For the average person living in an apartment or home, without tools, the simplest repair can become a major project, says Dick McClary, department supervisor at Home Depot in Towson, Md.

For less than $200, Mr. McClary says, a basic toolbox can be put together. It could include a level; a 13- to 16-ounce hammer with a fiberglass handle; an 8-inch adjustable wrench; a 4-in-1 screwdriver with a Phillips and flathead set; pliers; a 14-inch pipe wrench; a small-nut driver set; a 13-piece Allen wrench set; a square rule; a socket wrench set; a 6-volt flashlight with battery; rolls of electrical, duct and masking tape; a handsaw; a hacksaw; string or twine; an extension cord; a putty knife; and a toolbox to hold it all. A step ladder also can come in handy.

“I do a lot of projects around the house,” Mr. McClary says. “Friends will call, and I’ll help them with a project. It may be as simple as fixing a broken door, or pulling out an entire door and putting in a new one, or installing stairs for a new attic. That’s where the big saws come in.”

Hacksaws are great for cutting through pipe and plastic, says Jennifer Wilson, spokeswoman for Lowe’s Companies Inc., based in Mooresville, N.C. The saws are especially useful for working in tight-fitting areas where power saws can’t reach, or someplace where the electric outlet is inconvenient. A basic handsaw is also helpful.

If someone has more money to invest in saws, a circular saw is the best option for cutting boards or other pieces of wood, particularly plywood and studs, she says. Circular saws come in all sizes, weights and voltages and are available with or without cords.

“Remember that fewer teeth on a saw blade means faster cutting, but rougher edges,” Ms. Wilson says. “Reciprocating saws are versatile and a great power substitute for the hand saw. Jig or scroll saws are great for cutting shapes out of wood for small projects.”

With power tools, such as saws, users need to keep safety in mind and be aware of the surface under the object they are cutting. Wearing safety glasses when cutting or striking objects is important.

Also, when using a knife or box cutter, people should cut away from themselves. It also is best to pull on a wrench to tighten a bolt rather than push on it; this helps eliminate the chance the person could lose his or her balance and hurt a hand.

A starter kit might be a good gift for the homeowner or renter who doesn’t have any tools, says Alex Ogle, divisional vice president for True Value Hardware in Chicago.

“Nothing lasts forever,” Mr. Ogle says. “As a culture, we are pretty self-dependent individuals. We want to be able to do things on our own.”

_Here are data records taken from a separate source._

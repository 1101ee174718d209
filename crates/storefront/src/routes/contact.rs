//! Contact form route handler.
//!
//! Messages are forwarded to customer service by email.

use axum::{Json, extract::State, http::StatusCode};
use serde::Deserialize;
use tracing::instrument;

use crate::error::AppError;
use crate::services::email::{CONTACT_MESSAGE_MAX, CONTACT_NAME_MAX, contact_email};
use crate::state::AppState;

/// Contact form data.
#[derive(Debug, Deserialize)]
pub struct ContactForm {
    pub name: String,
    pub message: String,
}

/// Submit a message to customer service.
///
/// POST /contact
#[instrument(skip(state, form))]
pub async fn submit(
    State(state): State<AppState>,
    Json(form): Json<ContactForm>,
) -> Result<StatusCode, AppError> {
    let email = contact_email(state.customer_service_address(), &form.name, &form.message)
        .ok_or_else(|| {
            AppError::BadRequest(format!(
                "Name (up to {CONTACT_NAME_MAX} characters) and message (up to {CONTACT_MESSAGE_MAX} characters) are required"
            ))
        })?;

    state.mailer().send(email);
    Ok(StatusCode::ACCEPTED)
}
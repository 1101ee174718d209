//! Catalog route handlers.
//!
//! Only active products and tags are ever shown to shoppers.

use axum::{
    Json,
    extract::{Path, Query, State},
};
use serde::Deserialize;
use tracing::instrument;

use booktime_core::Slug;

use crate::error::AppError;
use crate::models::{Product, Tag};
use crate::state::AppState;

/// Query parameters for the product listing.
#[derive(Debug, Deserialize)]
pub struct ProductQuery {
    pub tag: Option<Slug>,
}

/// List active products, optionally restricted to one tag.
#[instrument(skip(state))]
pub async fn index(
    State(state): State<AppState>,
    Query(query): Query<ProductQuery>,
) -> Result<Json<Vec<Product>>, AppError> {
    let products = state
        .store()
        .list_products(query.tag.as_ref(), true)
        .await?;
    Ok(Json(products))
}

/// Product detail by slug.
#[instrument(skip(state))]
pub async fn show(
    State(state): State<AppState>,
    Path(slug): Path<Slug>,
) -> Result<Json<Product>, AppError> {
    state
        .store()
        .get_product_by_slug(&slug)
        .await?
        .filter(|product| product.active)
        .map(Json)
        .ok_or_else(|| AppError::NotFound(format!("Product '{slug}'")))
}

#[instrument(skip(state))]
pub async fn tags(State(state): State<AppState>) -> Result<Json<Vec<Tag>>, AppError> {
    Ok(Json(state.store().list_tags(true).await?))
}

The company sells 18-, 35- and 100-piece sets with items such as a tape measure, a retractable utility knife, scissors, a magnetic level, screwdrivers, a hammer, a groove-joint pliers, a rechargeable cordless screwdriver, a putty knife, electrical tape, an adjustable wrench, a long nose pliers, a hex key set, a flashlight, a handsaw, a hacksaw and bungee cords.

Depending on the person’s budget, there is a wide range of prices for tools, says Mike Young, manager of industrial tools for Craftsman at Sears Holdings Corp., Hoffman Estate, Ill.

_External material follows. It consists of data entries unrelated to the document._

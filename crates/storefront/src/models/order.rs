//! Orders and order lines.
//!
//! Billing and shipping addresses are copied onto the order row when it is
//! created. Nothing links an order back to the address book or to the basket
//! it came from.

use chrono::{DateTime, Utc};
use serde::{Deserialize, Serialize};

use booktime_core::{
    AddressFields, CountryCode, OrderId, OrderLineId, OrderLineStatus, OrderStatus, ProductId,
    UserId,
};

/// A placed order with its address snapshots.
#[derive(Debug, Clone, PartialEq, Eq, Serialize, sqlx::FromRow)]
pub struct Order {
    pub id: OrderId,
    #[serde(rename = "user")]
    pub user_id: UserId,
    pub status: OrderStatus,
    pub billing_name: String,
    pub billing_address1: String,
    pub billing_address2: String,
    pub billing_zip_code: String,
    pub billing_city: String,
    pub billing_country: CountryCode,
    pub shipping_name: String,
    pub shipping_address1: String,
    pub shipping_address2: String,
    pub shipping_zip_code: String,
    pub shipping_city: String,
    pub shipping_country: CountryCode,
    pub date_added: DateTime<Utc>,
    pub date_updated: DateTime<Utc>,
}

impl Order {
    /// The billing snapshot.
    #[must_use]
    pub fn billing(&self) -> AddressFields {
        AddressFields {
            name: self.billing_name.clone(),
            address1: self.billing_address1.clone(),
            address2: self.billing_address2.clone(),
            zip_code: self.billing_zip_code.clone(),
            city: self.billing_city.clone(),
            country: self.billing_country,
        }
    }

    /// The shipping snapshot.
    #[must_use]
    pub fn shipping(&self) -> AddressFields {
        AddressFields {
            name: self.shipping_name.clone(),
            address1: self.shipping_address1.clone(),
            address2: self.shipping_address2.clone(),
            zip_code: self.shipping_zip_code.clone(),
            city: self.shipping_city.clone(),
            country: self.shipping_country,
        }
    }

    /// Overwrite the billing snapshot.
    pub fn set_billing(&mut self, fields: AddressFields) {
        self.billing_name = fields.name;
        self.billing_address1 = fields.address1;
        self.billing_address2 = fields.address2;
        self.billing_zip_code = fields.zip_code;
        self.billing_city = fields.city;
        self.billing_country = fields.country;
    }

    /// Overwrite the shipping snapshot.
    pub fn set_shipping(&mut self, fields: AddressFields) {
        self.shipping_name = fields.name;
        self.shipping_address1 = fields.address1;
        self.shipping_address2 = fields.address2;
        self.shipping_zip_code = fields.zip_code;
        self.shipping_city = fields.city;
        self.shipping_country = fields.country;
    }
}

/// One physical unit of a product in an order.
#[derive(Debug, Clone, PartialEq, Eq, Serialize, sqlx::FromRow)]
pub struct OrderLine {
    pub id: OrderLineId,
    #[serde(rename = "order")]
    pub order_id: OrderId,
    #[serde(rename = "product")]
    pub product_id: ProductId,
    pub product_name: String,
    pub status: OrderLineStatus,
}

/// An order together with its lines.
#[derive(Debug, Clone, Serialize)]
pub struct OrderDetail {
    #[serde(flatten)]
    pub order: Order,
    pub lines: Vec<OrderLine>,
}

/// Which orders a query may touch.
///
/// Fulfillment partners and dispatchers only ever see paid orders; the scope
/// is applied inside the query so other orders are indistinguishable from
/// missing ones.
#[derive(Debug, Clone, Copy, PartialEq, Eq, Default)]
pub enum OrderScope {
    #[default]
    All,
    Paid,
}

impl OrderScope {
    /// Whether an order with this status is inside the scope.
    #[must_use]
    pub fn admits(self, status: OrderStatus) -> bool {
        match self {
            Self::All => true,
            Self::Paid => status == OrderStatus::Paid,
        }
    }
}

/// Order listing filter. Results are newest first.
#[derive(Debug, Clone, Copy, Default)]
pub struct OrderFilter {
    pub scope: OrderScope,
    pub status: Option<OrderStatus>,
    pub user: Option<UserId>,
}

/// Order-line listing filter. Results follow their orders, newest first.
#[derive(Debug, Clone, Copy, Default, Deserialize)]
pub struct OrderLineFilter {
    #[serde(skip)]
    pub scope: OrderScope,
    pub order: Option<OrderId>,
    pub status: Option<OrderLineStatus>,
}

/// Back-office order changes. `None` leaves a part unchanged.
#[derive(Debug, Clone, Default, Deserialize)]
pub struct OrderUpdate {
    pub status: Option<OrderStatus>,
    pub billing: Option<AddressFields>,
    pub shipping: Option<AddressFields>,
}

“Everybody needs tools around the house for odd jobs,” Mr. Young says. “It’s nice to have the tools there to do minor repairs every time you need them.”

Buying as many multipurpose tools as possible is a good way to save money, says Lou Manfredini, Ace’s Helpful Hardware Man at Ace Hardware Corp., headquartered in Oak Brook, Ill.

For instance, a 4-in-1 screwdriver has multiple bits on it. It can be changed from a Phillips to a flathead screwdriver. Lock-jaw pliers act as pliers but also can lock items in place as a person is working. Further, various toolboxes can double as step stools.

“It will lower the overall tool investment,” Mr. Manfredini says. “It will create a toolbox that is a little more versatile.”

Lately, Mr. Manfredini’s favorite tool is an updated version of the Bosch Power Box, a job-site radio. He can take it with him when working on projects.

“If I drop it off a ladder, it won’t break,” Mr. Manfredini says. “When it’s plugged in, it also charges the battery of a cordless tool. There is a jack to plug an IPod into it.”